Data extracts

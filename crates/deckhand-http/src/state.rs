//! Shared state for the HTTP handlers.

use std::sync::atomic::{AtomicUsize, Ordering};
use std::sync::Arc;

use deckhand_core::{AgentSupervisor, EventBus};

/// State available to every handler.
pub struct AppState {
    pub supervisor: AgentSupervisor,
    /// Bus the supervisor's log lines go to; handlers publish state events here.
    pub event_bus: Arc<EventBus>,
    ws_clients: AtomicUsize,
}

pub type SharedState = Arc<AppState>;

impl AppState {
    pub fn new(supervisor: AgentSupervisor, event_bus: Arc<EventBus>) -> Self {
        Self {
            supervisor,
            event_bus,
            ws_clients: AtomicUsize::new(0),
        }
    }

    pub fn ws_client_count(&self) -> usize {
        self.ws_clients.load(Ordering::Relaxed)
    }

    /// Count a WebSocket client for as long as the guard lives.
    pub(crate) fn track_ws_client(self: &Arc<Self>) -> WsClientGuard {
        self.ws_clients.fetch_add(1, Ordering::Relaxed);
        WsClientGuard {
            state: Arc::clone(self),
        }
    }
}

pub(crate) struct WsClientGuard {
    state: SharedState,
}

impl Drop for WsClientGuard {
    fn drop(&mut self) {
        self.state.ws_clients.fetch_sub(1, Ordering::Relaxed);
    }
}
//! The agent registry and everything that drives it.
//!
//! [`AgentSupervisor`] owns every [`Agent`] behind one mutex. Each public
//! operation takes the lock, runs a lifecycle transition to completion and
//! releases it before anything slow happens: executable lookup runs before
//! the lock is taken, and sink delivery after it is released.
//!
//! Each launch gets a [`RunId`] and a forwarding thread that drains the
//! run's [`ProcessEvent`] channel. Lines are logged and forwarded in receipt
//! order; state changes they imply (session id, approval) and the final exit
//! resolution only apply while the run is still the agent's current one, so
//! a process that was stopped and replaced cannot clobber its successor.

use std::sync::mpsc::{self, Receiver, RecvTimeoutError};
use std::sync::{Arc, Mutex, MutexGuard};
use std::thread;
use std::time::{Duration, Instant};

use crate::agents::agent::ActiveRun;
use crate::agents::{decode_line, Agent, AgentId, AgentView, LineSplitter};
use crate::config::SupervisorConfig;
use crate::error::SupervisorError;
use crate::logging::{self, LogHandle};
use crate::process::{
    build_args, AgentExit, LaunchRequest, Launcher, ProcessEvent, RunId, StopSignal,
    SystemLauncher,
};
use crate::shell;
use crate::sink::{self, NotificationSink};

/// Prompt for a resumed run when the approver gives none.
pub const DEFAULT_CONTINUE_MESSAGE: &str = "Approved. Please continue with the plan.";

/// How long to keep reading output that was still in flight when the exit
/// was reported.
const EXIT_DRAIN: Duration = Duration::from_millis(200);

const SHUTDOWN_POLL: Duration = Duration::from_millis(50);

#[derive(Debug, Clone, Copy, PartialEq, Eq)]
enum Stream {
    Stdout,
    Stderr,
}

impl Stream {
    fn label(self) -> &'static str {
        match self {
            Stream::Stdout => "STDOUT",
            Stream::Stderr => "STDERR",
        }
    }
}

#[derive(Default)]
struct Registry {
    next_seq: u64,
    next_run: u64,
    /// Insertion order.
    agents: Vec<Agent>,
}

impl Registry {
    fn find(&self, id: &AgentId) -> Result<&Agent, SupervisorError> {
        self.agents
            .iter()
            .find(|a| a.id() == id)
            .ok_or_else(|| SupervisorError::NotFound(id.clone()))
    }

    fn find_mut(&mut self, id: &AgentId) -> Result<&mut Agent, SupervisorError> {
        self.agents
            .iter_mut()
            .find(|a| a.id() == id)
            .ok_or_else(|| SupervisorError::NotFound(id.clone()))
    }

    fn slots_in_use(&self) -> usize {
        self.agents
            .iter()
            .filter(|a| a.status().holds_slot())
            .count()
    }

    fn allocate_run(&mut self) -> RunId {
        self.next_run += 1;
        RunId(self.next_run)
    }
}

Exercise aim
Considering the entries above, how many lines contain "AppState"? Give that number with nothing else.

Answer space
3